Наутро Лиза позвонила Толе, кратко рассказала, что к чему, рекомендовала денег, разумеется, не давать, а, если есть возможность, взять Мглову на какую-никакую работу в съемочную группу. Кино дело веселое, живое, глядишь, и пройдут у подруги детства эти мрачные настроения.
Потом она перезвонила Мгловой и велела ей прийти к Толе прямо на съемки, в один из Сретенских переулков. «Я предупредила, он тебя ждет».
Остальные
Мглова не просто помнила Толю Четвертова. Она не забывала его никогда. Очень редко она позволяла себе вынимать из шкатулки с сокровенными воспоминаниями жизни их единственную давнюю и очень короткую встречу.
Он рано стал известным, года через два после того вечера она увидела его по телевизору в программе «Взгляд» и с тех пор смотрела все его фильмы, радовалась и гордилась, когда читала интервью с ним, как гордилась бы братом или хорошим другом. Он казался ей… Нет, не казался, она точно знала, что он умный и добрый, а это бывает очень редко. Бывают глупые и добрые, но тоже нечасто. Чаще всего попадаются глупые и злые, а если умные и злые, то это вообще хуже всего. Мгловой как раз попадались то глупые и злые, то злые и умные. Не сахар, конечно.
Она понимала, что Толя ее не помнит, но хотелось думать, что все-таки помнит. И она стала мечтать, как они встретятся и что она ему скажет.
Мглова оделась во все самое любимое, в чем сама себе нравилась, и в час дня спускалась одним из Сретенских переулков вниз, к Трубной.
Возле дома стояли фургоны с осветительной техникой, от фургонов в подъезд тянулись толстые черные кабели. По кабелям Мглова легко нашла квартиру на пятом этаже и вошла в раскрытую дверь.
Коридор длинный, со множеством поворотов и тупичков, облезлые стены, а двери деревянные, крашены-перекрашены сто раз, и все кое-как… Прямо восьмидесятые годы какие-то, умилилась Мглова. А телефон-то, телефон! Обклеенный синей изолентой, бывалый, пыльный, на ладан дышит… Стоит себе на тумбочке… Стена над тумбочкой густо исписана именами, телефонными номерами, датами… Обои использовали вместо ежедневника, к тому же коллективного, на всю коммуналку. Заглянула в комнату – пианино, разросшийся цветок в горшке, рама от большого зеркала…
На железном ящике у окна сидел парень в комбинезоне и читал толстую старую книгу.
– Ищете кого? – спросил он. – Все на обеде сейчас.
На кухне тоже все было исключительно облезлое, старое, уродское и родное, как в детстве.
За столом друг напротив друга сидели очень коротко стриженная девушка в синей матросской фланели и седой человек в очках и спорили про коммунизм. Газета «Правда» с передовой статьей о «хлопковом деле» лежала перед ними. Седой говорил, что нельзя не верить ни во что, я вот не могу заставить себя верить в Бога, но верю в торжество идей Ленина, в коммунизм верю, как верит христианин во второе пришествие. И «хлопковое дело» не может поколебать эту веру. Наоборот, я знаю, что должен бороться против искажений. Девушка говорила, что настоящих коммунистов больше нет, это должны быть необыкновенные люди, способные жертвовать собой ради других, и непременно одинокие, которым не для кого себя беречь, потому что люди обычно любят своих близких, живут и работают ради них, а все прочие для них – просто какие-то «остальные». Коммунист – это человек, для которого нет «остальных», горячо говорила девушка.
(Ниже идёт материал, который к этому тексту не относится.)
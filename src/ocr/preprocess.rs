use image::{GrayImage, ImageBuffer, Luma, RgbImage};

/// Side of the neighbourhood used for the local threshold. Spans several
/// glyph widths of a typical chat font.
pub const ADAPTIVE_BLOCK_SIZE: usize = 31;

/// Subtracted from the local mean before comparing.
pub const ADAPTIVE_BIAS: f32 = 9.0;

/// Kernel side of the de-aliasing blur.
pub const BLUR_KERNEL_SIZE: usize = 3;

/// Converts a captured chat region into a black/white image for Tesseract.
///
/// Steps: grayscale, 3x3 Gaussian blur, adaptive Gaussian threshold,
/// then a 2x2 morphological closing to reconnect strokes the threshold broke.
///
/// Small anti-aliased game text on a moving background defeats a single
/// global threshold, hence the local one.
pub fn preprocess(img: &RgbImage) -> GrayImage {
    let gray = to_grayscale(img);
    let blurred = gaussian_blur(&gray, BLUR_KERNEL_SIZE);
    let binary = adaptive_threshold(&blurred, ADAPTIVE_BLOCK_SIZE, ADAPTIVE_BIAS);
    close_2x2(&binary)
}

/// Converts to single-channel luma using the ITU-R BT.601 weights.
pub fn to_grayscale(img: &RgbImage) -> GrayImage {
    let (width, height) = img.dimensions();
    let mut output = ImageBuffer::new(width, height);

    for (x, y, pixel) in img.enumerate_pixels() {
        let r = pixel[0] as f32;
        let g = pixel[1] as f32;
        let b = pixel[2] as f32;
        let luma = 0.299 * r + 0.587 * g + 0.114 * b;
        output.put_pixel(x, y, Luma([luma.round().clamp(0.0, 255.0) as u8]));
    }

    output
}

/// Separable Gaussian blur with an odd kernel size. Sigma is derived from
/// the size the same way OpenCV does when sigma is left at 0.
pub fn gaussian_blur(img: &GrayImage, kernel_size: usize) -> GrayImage {
    let (width, height) = img.dimensions();
    let src: Vec<f32> = img.pixels().map(|p| p[0] as f32).collect();
    let blurred = convolve_separable(
        &src,
        width as usize,
        height as usize,
        kernel_size,
        Border::Reflect101,
    );

    let data = blurred
        .into_iter()
        .map(|v| v.round().clamp(0.0, 255.0) as u8)
        .collect();
    GrayImage::from_raw(width, height, data).unwrap_or_else(|| img.clone())
}

/// Adaptive Gaussian threshold: a pixel is white when it is brighter than
/// its Gaussian-weighted neighbourhood mean minus `bias`, black otherwise.
///
/// The neighbourhood mean repeats the edge pixel past the image border
/// (OpenCV's `BORDER_REPLICATE`), unlike the blur.
pub fn adaptive_threshold(img: &GrayImage, block_size: usize, bias: f32) -> GrayImage {
    let (width, height) = img.dimensions();
    let src: Vec<f32> = img.pixels().map(|p| p[0] as f32).collect();
    let local_mean = convolve_separable(
        &src,
        width as usize,
        height as usize,
        block_size,
        Border::Replicate,
    );

    let data = src
        .iter()
        .zip(local_mean.iter())
        .map(|(&value, &mean)| {
            if value > mean.round() - bias {
                255u8
            } else {
                0u8
            }
        })
        .collect();
    GrayImage::from_raw(width, height, data).unwrap_or_else(|| img.clone())
}

/// Morphological closing (dilate, then erode) with a 2x2 element anchored
/// at its bottom-right cell. Neighbours outside the image are ignored.
pub fn close_2x2(img: &GrayImage) -> GrayImage {
    let dilated = morph_2x2(img, u8::max);
    morph_2x2(&dilated, u8::min)
}

fn morph_2x2(img: &GrayImage, pick: fn(u8, u8) -> u8) -> GrayImage {
    let (width, height) = img.dimensions();
    ImageBuffer::from_fn(width, height, |x, y| {
        let mut value = img.get_pixel(x, y)[0];
        if x > 0 {
            value = pick(value, img.get_pixel(x - 1, y)[0]);
        }
        if y > 0 {
            value = pick(value, img.get_pixel(x, y - 1)[0]);
        }
        if x > 0 && y > 0 {
            value = pick(value, img.get_pixel(x - 1, y - 1)[0]);
        }
        Luma([value])
    })
}

fn sigma_for_kernel(kernel_size: usize) -> f32 {
    0.3 * ((kernel_size as f32 - 1.0) * 0.5 - 1.0) + 0.8
}

fn gaussian_kernel(kernel_size: usize) -> Vec<f32> {
    let sigma = sigma_for_kernel(kernel_size);
    let radius = (kernel_size / 2) as f32;
    let weights: Vec<f32> = (0..kernel_size)
        .map(|i| {
            let d = i as f32 - radius;
            (-(d * d) / (2.0 * sigma * sigma)).exp()
        })
        .collect();
    let sum: f32 = weights.iter().sum();
    weights.into_iter().map(|w| w / sum).collect()
}

/// Mirrors an out-of-range index back into `0..len` without repeating the
/// edge pixel (`gfedcb|abcdefgh|gfedcba`).
fn reflect_101(index: isize, len: usize) -> usize {
    if len == 1 {
        return 0;
    }
    let len = len as isize;
    let mut i = index;
    loop {
        if i < 0 {
            i = -i;
        } else if i >= len {
            i = 2 * (len - 1) - i;
        } else {
            return i as usize;
        }
    }
}

/// How samples past the image edge are filled in.
#[derive(Debug, Clone, Copy, PartialEq, Eq)]
enum Border {
    /// `gfedcb|abcdefgh|gfedcba`
    Reflect101,
    /// `aaaaaa|abcdefgh|hhhhhhh`
    Replicate,
}

impl Border {
    fn index(self, index: isize, len: usize) -> usize {
        match self {
            Border::Reflect101 => reflect_101(index, len),
            Border::Replicate => index.clamp(0, len as isize - 1) as usize,
        }
    }
}

fn convolve_separable(
    src: &[f32],
    width: usize,
    height: usize,
    kernel_size: usize,
    border: Border,
) -> Vec<f32> {
    let kernel = gaussian_kernel(kernel_size);
    let radius = (kernel_size / 2) as isize;

    let mut horizontal = vec![0f32; src.len()];
    for y in 0..height {
        let row = &src[y * width..(y + 1) * width];
        for x in 0..width {
            horizontal[y * width + x] = kernel
                .iter()
                .enumerate()
                .map(|(k, w)| w * row[border.index(x as isize + k as isize - radius, width)])
                .sum();
        }
    }

    let mut output = vec![0f32; src.len()];
    for y in 0..height {
        for x in 0..width {
            output[y * width + x] = kernel
                .iter()
                .enumerate()
                .map(|(k, w)| {
                    let sy = border.index(y as isize + k as isize - radius, height);
                    w * horizontal[sy * width + x]
                })
                .sum();
        }
    }

    output
}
И хлебнула чаю из кружки с логотипом МТС.
Если у вас газета «Правда» с передовицей о «хлопковом деле», то при чем тут логотип МТС, чуть было не сказала Мглова, но сообразила, что это артисты репетируют, повторяют текст.
Смех, голоса, шаги.
В окружении молодых людей и девушек – Толя Четвертов.
В светлом плаще, с улыбчивыми, теплыми карими глазами, такой же, как раньше, как давным-давно, даже не растолстел ни капли, только стал еще выше ростом и в каштановых волосах заметная проседь.
От радости и восхищения Мглова забыла все слова, которые приготовила и обдумала.
Толя мельком взглянул на нее, кивнул равнодушно-приветливо и вышел со своей свитой в другую комнату.
Конечно же, не узнал. Еще бы… Даже смешно думать было, что узнает. Ну что, подойти напомнить? Лиза сказала, что предупредила… А может, Лиза ничего ему и не говорила? Соврала, чтобы Мглова отстала поскорей со своим нытьем.
Всё вокруг зашевелилось, задвигалось, зазвучало, уже дважды Мглову, извинившись, попросили отойти в сторону. Она почувствовала себя досадной помехой и вышла на лестницу.
В коммуналке, даже если она была ненастоящая, приготовленная для съемок, и этот забинтованный телефонный аппарат тоже сделали специально, и телефоны на стене написали художники, все равно в этой коммуналке ей было хорошо и уютно, как в юности, а нынешний мир снаружи был тоскливым и чужим.
В переулке две нарядные девушки лет восемнадцати обогнали Мглову, щебеча отборным, омерзительным матом.
Мглова помнила, что Сретенские переулки знамениты цепочками проходных дворов и подворотен, и решила выйти на бульвары дворами, как раньше.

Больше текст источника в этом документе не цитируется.